Limericks

There was a young lady of Niger

A bather whose clothing was strewed
By breezes that left her quite nude,
Saw a man come along
And, unless I am wrong,
You expect this last line to be lewd!

A crossword compiler named Moss,
Who found himself quite at a loss.
When asked, Why so blue?
Said, I haven’t a clue,
I’m 2 Down to put 1 Across.

A forgetful old gasman named Dieter,
Who went poking around his gas heater,
Touched a leak with his light;
He blew out of sight—
And, as everyone who knows anything about poetry can tell you, he also ruined the meter.
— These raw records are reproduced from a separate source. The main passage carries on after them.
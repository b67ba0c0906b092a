//! Record sinks and the error artifact.

use crate::error::{CrawlError, Result};
use jobscout_core::JobRecord;
use serde::Serialize;
use std::fs::File;
use std::io::{self, BufWriter, Write};
use std::path::{Path, PathBuf};
use tracing::{debug, info};

/// Characters of description shown per job by [`ConsoleSink`].
pub const CONSOLE_DESCRIPTION_CHARS: usize = 150;

/// Consumes assembled records.
pub trait RecordSink: Send {
    /// Accept one record.
    fn write(&mut self, record: &JobRecord) -> Result<()>;

    /// Flush everything; called once after the last record. A run that
    /// processed no listing page does not call it.
    fn finish(&mut self) -> Result<()>;
}

fn sink_error(label: &str, source: io::Error) -> CrawlError {
    CrawlError::Sink {
        path: label.to_string(),
        source,
    }
}

fn open_file(path: &Path) -> io::Result<BufWriter<File>> {
    if let Some(parent) = path.parent().filter(|p| !p.as_os_str().is_empty()) {
        std::fs::create_dir_all(parent)?;
    }
    Ok(BufWriter::new(File::create(path)?))
}

fn create_file(path: &Path) -> Result<BufWriter<File>> {
    open_file(path).map_err(|e| sink_error(&path.display().to_string(), e))
}

/// File created (or truncated) on the first write or flush.
///
/// A run that ends before producing output leaves an existing file as it was.
pub struct DeferredFile {
    path: PathBuf,
    file: Option<BufWriter<File>>,
}

impl DeferredFile {
    /// Defer opening `path`.
    #[must_use]
    pub fn new(path: impl Into<PathBuf>) -> Self {
        Self {
            path: path.into(),
            file: None,
        }
    }

    fn writer(&mut self) -> io::Result<&mut BufWriter<File>> {
        let file = match self.file.take() {
            Some(file) => file,
            None => open_file(&self.path)?,
        };
        Ok(self.file.insert(file))
    }
}

impl Write for DeferredFile {
    fn write(&mut self, buf: &[u8]) -> io::Result<usize> {
        self.writer()?.write(buf)
    }

    fn flush(&mut self) -> io::Result<()> {
        self.writer()?.flush()
    }
}

/// One JSON object per line, flushed after every record.
pub struct JsonLinesSink<W: Write + Send> {
    writer: W,
    label: String,
    written: usize,
}

impl JsonLinesSink<DeferredFile> {
    /// Write to the file at `path`, created (or truncated) once the first
    /// record arrives or the sink is finished.
    #[must_use]
    pub fn create(path: impl AsRef<Path>) -> Self {
        let path = path.as_ref();
        Self::new(DeferredFile::new(path), path.display().to_string())
    }
}

impl<W: Write + Send> JsonLinesSink<W> {
    /// Write to `writer`; `label` names it in errors.
    #[must_use]
    pub fn new(writer: W, label: impl Into<String>) -> Self {
        Self {
            writer,
            label: label.into(),
            written: 0,
        }
    }

    /// Consume the sink and return the writer.
    pub fn into_inner(self) -> W {
        self.writer
    }
}

impl<W: Write + Send> RecordSink for JsonLinesSink<W> {
    fn write(&mut self, record: &JobRecord) -> Result<()> {
        let line = serde_json::to_string(record)?;
        writeln!(self.writer, "{line}").map_err(|e| sink_error(&self.label, e))?;
        self.writer.flush().map_err(|e| sink_error(&self.label, e))?;
        self.written += 1;
        Ok(())
    }

    fn finish(&mut self) -> Result<()> {
        self.writer.flush().map_err(|e| sink_error(&self.label, e))?;
        debug!(output = %self.label, records = self.written, "closed JSON lines output");
        Ok(())
    }
}

/// Pretty-printed JSON array with four-space indentation.
///
/// Nothing touches the file until [`RecordSink::finish`], so a failed run
/// leaves no records file behind.
pub struct JsonArraySink {
    path: PathBuf,
    records: Vec<JobRecord>,
}

impl JsonArraySink {
    /// Sink that will write to `path` on finish.
    #[must_use]
    pub fn new(path: impl Into<PathBuf>) -> Self {
        Self {
            path: path.into(),
            records: Vec::new(),
        }
    }
}

impl RecordSink for JsonArraySink {
    fn write(&mut self, record: &JobRecord) -> Result<()> {
        self.records.push(record.clone());
        Ok(())
    }

    fn finish(&mut self) -> Result<()> {
        let label = self.path.display().to_string();
        let mut writer = create_file(&self.path)?;
        write_pretty_json(&mut writer, &self.records)?;
        writer.flush().map_err(|e| sink_error(&label, e))?;
        info!(path = %label, records = self.records.len(), "saved records");
        Ok(())
    }
}

fn write_pretty_json<W: Write, T: Serialize>(writer: W, value: &T) -> Result<()> {
    let formatter = serde_json::ser::PrettyFormatter::with_indent(b"    ");
    let mut serializer = serde_json::Serializer::with_formatter(writer, formatter);
    value.serialize(&mut serializer)?;
    Ok(())
}

/// Human-readable per-job report.
pub struct ConsoleSink<W: Write + Send> {
    writer: W,
    count: usize,
}

impl ConsoleSink<io::Stdout> {
    /// Print to standard output.
    #[must_use]
    pub fn stdout() -> Self {
        Self::new(io::stdout())
    }
}

impl<W: Write + Send> ConsoleSink<W> {
    /// Print to `writer`.
    #[must_use]
    pub fn new(writer: W) -> Self {
        Self { writer, count: 0 }
    }

    /// Consume the sink and return the writer.
    pub fn into_inner(self) -> W {
        self.writer
    }
}

/// Render one job the way [`ConsoleSink`] prints it.
#[must_use]
pub fn render_record(index: usize, record: &JobRecord) -> String {
    let salary = if record.has_salary() {
        format!("   Salary: {}", record.salary())
    } else {
        "   Salary: Not listed (!)".to_string()
    };

    [
        format!("Job {index}:"),
        format!("   Company: {}", record.company()),
        format!("   Job Title: {}", record.title()),
        format!("   Link: {}", record.url()),
        format!("   Location: {}", record.location()),
        salary,
        format!(
            "   Description: {}",
            record.description_excerpt(CONSOLE_DESCRIPTION_CHARS)
        ),
        "-".repeat(50),
    ]
    .join("\n")
}

impl<W: Write + Send> RecordSink for ConsoleSink<W> {
    fn write(&mut self, record: &JobRecord) -> Result<()> {
        self.count += 1;
        writeln!(self.writer, "{}", render_record(self.count, record))
            .map_err(|e| sink_error("<console>", e))
    }

    fn finish(&mut self) -> Result<()> {
        if self.count == 0 {
            writeln!(self.writer, "No job postings found.").map_err(|e| sink_error("<console>", e))?;
        }
        self.writer.flush().map_err(|e| sink_error("<console>", e))
    }
}

/// Fans every record out to several sinks in order.
#[derive(Default)]
pub struct MultiSink {
    sinks: Vec<Box<dyn RecordSink>>,
}

impl MultiSink {
    /// Empty fan-out.
    #[must_use]
    pub fn new() -> Self {
        Self::default()
    }

    /// Add a sink.
    #[must_use]
    pub fn with(mut self, sink: Box<dyn RecordSink>) -> Self {
        self.sinks.push(sink);
        self
    }

    /// Number of sinks.
    #[must_use]
    pub fn len(&self) -> usize {
        self.sinks.len()
    }

    /// Whether there are no sinks.
    #[must_use]
    pub fn is_empty(&self) -> bool {
        self.sinks.is_empty()
    }
}

impl RecordSink for MultiSink {
    fn write(&mut self, record: &JobRecord) -> Result<()> {
        self.sinks.iter_mut().try_for_each(|sink| sink.write(record))
    }

    fn finish(&mut self) -> Result<()> {
        self.sinks.iter_mut().try_for_each(|sink| sink.finish())
    }
}

/// Error log written when a run ends in a terminal error.
#[derive(Debug, Clone)]
pub struct ErrorArtifact {
    path: PathBuf,
    excerpt_chars: usize,
}

impl ErrorArtifact {
    /// Artifact at `path` keeping at most `excerpt_chars` of raw output.
    #[must_use]
    pub fn new(path: impl Into<PathBuf>, excerpt_chars: usize) -> Self {
        Self {
            path: path.into(),
            excerpt_chars,
        }
    }

    /// Where the artifact is written.
    #[must_use]
    pub fn path(&self) -> &Path {
        &self.path
    }

    /// Artifact text for `error`.
    ///
    /// Parse failures carry a bounded excerpt of the raw model output; every
    /// other error is reported as a crawl failure.
    #[must_use]
    pub fn render(&self, error: &CrawlError) -> String {
        let mut text = match error.raw_output() {
            Some(_) => "JSON parsing failed. Raw output:\n".to_string(),
            None => format!("Crawling failed: {error}\n"),
        };

        if let Some(url) = error.url() {
            text.push_str(&format!("URL: {url}\n"));
        }
        text.push_str(&format!("Error: {error}\n"));

        if let Some(raw) = error.raw_output() {
            text.push('\n');
            text.extend(raw.chars().take(self.excerpt_chars));
            text.push('\n');
        }

        text
    }

    /// Write the artifact for `error`, replacing any previous one.
    pub fn write(&self, error: &CrawlError) -> Result<()> {
        let label = self.path.display().to_string();
        let mut writer = create_file(&self.path)?;
        writer
            .write_all(self.render(error).as_bytes())
            .and_then(|()| writer.flush())
            .map_err(|e| sink_error(&label, e))?;
        info!(path = %label, "error log saved");
        Ok(())
    }
}

#[cfg(test)]
mod tests {
    use super::*;
    use tempfile::TempDir;

    fn record(title: &str) -> JobRecord {
        JobRecord::builder()
            .title(title)
            .company("Acme")
            .location("Makati")
            .salary("₱40,000–₱50,000")
            .description("Build things")
            .url("https://ph.jobstreet.com/job/1")
            .build()
    }

    #[test]
    fn test_json_lines_one_object_per_line() {
        let mut sink = JsonLinesSink::new(Vec::new(), "<memory>");
        sink.write(&record("Engineer")).expect("write");
        sink.write(&record("Analyst")).expect("write");
        sink.finish().expect("finish");

        let output = String::from_utf8(sink.into_inner()).expect("utf8");
        let lines: Vec<_> = output.lines().collect();
        assert_eq!(lines.len(), 2);
        let first: JobRecord = serde_json::from_str(lines[0]).expect("parse line");
        assert_eq!(first, record("Engineer"));
        assert!(output.contains("₱40,000"), "non-ASCII written verbatim");
    }

    #[test]
    fn test_json_lines_file_is_readable_before_finish() {
        let dir = TempDir::new().expect("create temp dir");
        let path = dir.path().join("out/jobs.jsonl");

        let mut sink = JsonLinesSink::create(&path);
        sink.write(&record("Engineer")).expect("write");

        let content = std::fs::read_to_string(&path).expect("read output");
        assert_eq!(content.lines().count(), 1);
    }

    #[test]
    fn test_json_lines_leaves_file_alone_until_used() {
        let dir = TempDir::new().expect("create temp dir");
        let path = dir.path().join("jobs.jsonl");
        std::fs::write(&path, "previous run\n").expect("seed output");

        let sink = JsonLinesSink::create(&path);
        drop(sink);
        assert_eq!(std::fs::read_to_string(&path).expect("read output"), "previous run\n");

        let mut sink = JsonLinesSink::create(&path);
        sink.finish().expect("finish");
        assert_eq!(std::fs::read_to_string(&path).expect("read output"), "");
    }

    #[test]
    fn test_json_array_written_only_on_finish() {
        let dir = TempDir::new().expect("create temp dir");
        let path = dir.path().join("jobs_output.txt");

        let mut sink = JsonArraySink::new(&path);
        sink.write(&record("Engineer")).expect("write");
        assert!(!path.exists());

        sink.finish().expect("finish");
        let content = std::fs::read_to_string(&path).expect("read output");
        assert!(content.starts_with("[\n    {"));
        let records: Vec<JobRecord> = serde_json::from_str(&content).expect("parse array");
        assert_eq!(records, vec![record("Engineer")]);
    }

    #[test]
    fn test_console_rendering() {
        let long = JobRecord::builder()
            .title("Engineer")
            .description("x".repeat(200))
            .build();
        let text = render_record(3, &long);

        assert!(text.starts_with("Job 3:"));
        assert!(text.contains("   Company: Not found"));
        assert!(text.contains("   Salary: Not listed"));
        assert!(text.contains(&format!("   Description: {}...", "x".repeat(150))));
        assert!(text.ends_with(&"-".repeat(50)));
    }

    #[test]
    fn test_console_sink_numbers_jobs() {
        let mut sink = ConsoleSink::new(Vec::new());
        sink.write(&record("Engineer")).expect("write");
        sink.write(&record("Analyst")).expect("write");
        sink.finish().expect("finish");

        let output = String::from_utf8(sink.into_inner()).expect("utf8");
        assert!(output.contains("Job 1:"));
        assert!(output.contains("Job 2:"));
        assert!(output.contains("   Salary: ₱40,000–₱50,000"));
    }

    #[test]
    fn test_console_sink_reports_empty_run() {
        let mut sink = ConsoleSink::new(Vec::new());
        sink.finish().expect("finish");
        let output = String::from_utf8(sink.into_inner()).expect("utf8");
        assert_eq!(output.trim(), "No job postings found.");
    }

    #[test]
    fn test_multi_sink_fans_out() {
        let dir = TempDir::new().expect("create temp dir");
        let jsonl = dir.path().join("jobs.jsonl");
        let json = dir.path().join("jobs.json");

        let mut sink = MultiSink::new()
            .with(Box::new(JsonLinesSink::create(&jsonl)))
            .with(Box::new(JsonArraySink::new(&json)));
        assert_eq!(sink.len(), 2);

        sink.write(&record("Engineer")).expect("write");
        sink.finish().expect("finish");

        assert!(jsonl.exists());
        assert!(json.exists());
    }

    #[test]
    fn test_error_artifact_excerpt_is_bounded() {
        let artifact = ErrorArtifact::new("jobs_error_log.txt", 2000);
        let error = CrawlError::Parse {
            url: "https://ph.jobstreet.com/jobs/".to_string(),
            message: "expected value at line 1 column 1".to_string(),
            raw: "y".repeat(5000),
        };

        let text = artifact.render(&error);
        assert!(text.starts_with("JSON parsing failed. Raw output:\n"));
        assert!(text.contains("URL: https://ph.jobstreet.com/jobs/"));
        assert!(text.contains(&"y".repeat(2000)));
        assert!(!text.contains(&"y".repeat(2001)));
    }

    #[test]
    fn test_error_artifact_for_crawl_failure() {
        let dir = TempDir::new().expect("create temp dir");
        let artifact = ErrorArtifact::new(dir.path().join("jobs_error_log.txt"), 2000);
        let error = CrawlError::Fetch(crate::error::FetchError::Status {
            url: "https://ph.jobstreet.com/jobs/".to_string(),
            status: 503,
        });

        artifact.write(&error).expect("write artifact");
        let content = std::fs::read_to_string(artifact.path()).expect("read artifact");
        assert!(content.starts_with("Crawling failed: HTTP 503"));
        assert!(content.contains("URL: https://ph.jobstreet.com/jobs/"));
    }
}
A magazine writer named Bing
Could make copy from most anything;
But the copy he wrote
of a ten-dollar note
Was so good he now lives in Sing Sing.

A maiden at college, Miss Breeze,
Weighed down by B.A.s and Lit.D’s,
Collapsed from the strain,
Said her doctor, “It’s plain
You are killing yourself — by degrees!”

A mosquito cried out in pain:
“A chemist has poisoned my brain!”
The cause of his sorrow
was para-dichloro-
diphenyl-trichloroethane.

A painter, who lived in Great Britain,
Interrupted two girls with their knittin’
He said, with a sigh,
“That park bench–well I
Just painted it, right where you’re sittin.'”

A wonderful bird is the pelican,
His beak can hold more than his belican.
He can hold in his beak,
Enough food for a week,
But I’m damned if I see how the helican.
– Dixon Lanier Merritt –

Is Algebra fruitless endeavor?
It seems they’ve been trying for ever
To find x, y, and z
And it’s quite clear to me:
If they’ve not found them yet then they’ll never.
– Graham Lester –

I’ve done it — I’ve done mown the lawn,
But my muscles are aching and torn.
I could swear there are some,
In my legs and my bum,
I’ve not used since the year I was born.

One Saturday morning at three,
A cheese monger’s shop in Paree.
Collapsed to the ground,
With a thunderous sound,
Leaving only a pile of de brie.

There once was a lady named Ferris
Whom nothing could ever embarrass.
‘Til the bath salts one day,
in the tub where she lay,
turned out to be Plaster of Paris.

There once was a man from Nantucket
Who kept all his cash in a bucket.
But his daughter, named Nan,
Ran away with a man
And as for the bucket, Nantucket.
– Dayton Voorhees –

There was a young lady named Bright,
Whose speed was far faster than light;
She started one day
In a relative way,
And returned on the previous night.
– A. H. Reginald Buller in Punch (Dec. 19, 1923) –

There was a young lady named Cager
Who, as the result of a wager,
Consented to fart
The complete oboe part
Of Mozart’s quartet in F major.

There was a young lady of Niger
who smiled as she rode on a tiger;
They returned from the ride
with the lady inside,
and the smile on the face of the tiger.
– Edward Lear and William Cosmo Monkhouse –

Last, but certainly not least, this Limerick was written by my favourite Virginia Beach blogger, Al Hood at The Cvillean

Margy authors a blog called amusive
And with funny folks she’s collusive
She makes everyone’s day
With jokes that will slay
Cause for laughing they’re really conducive!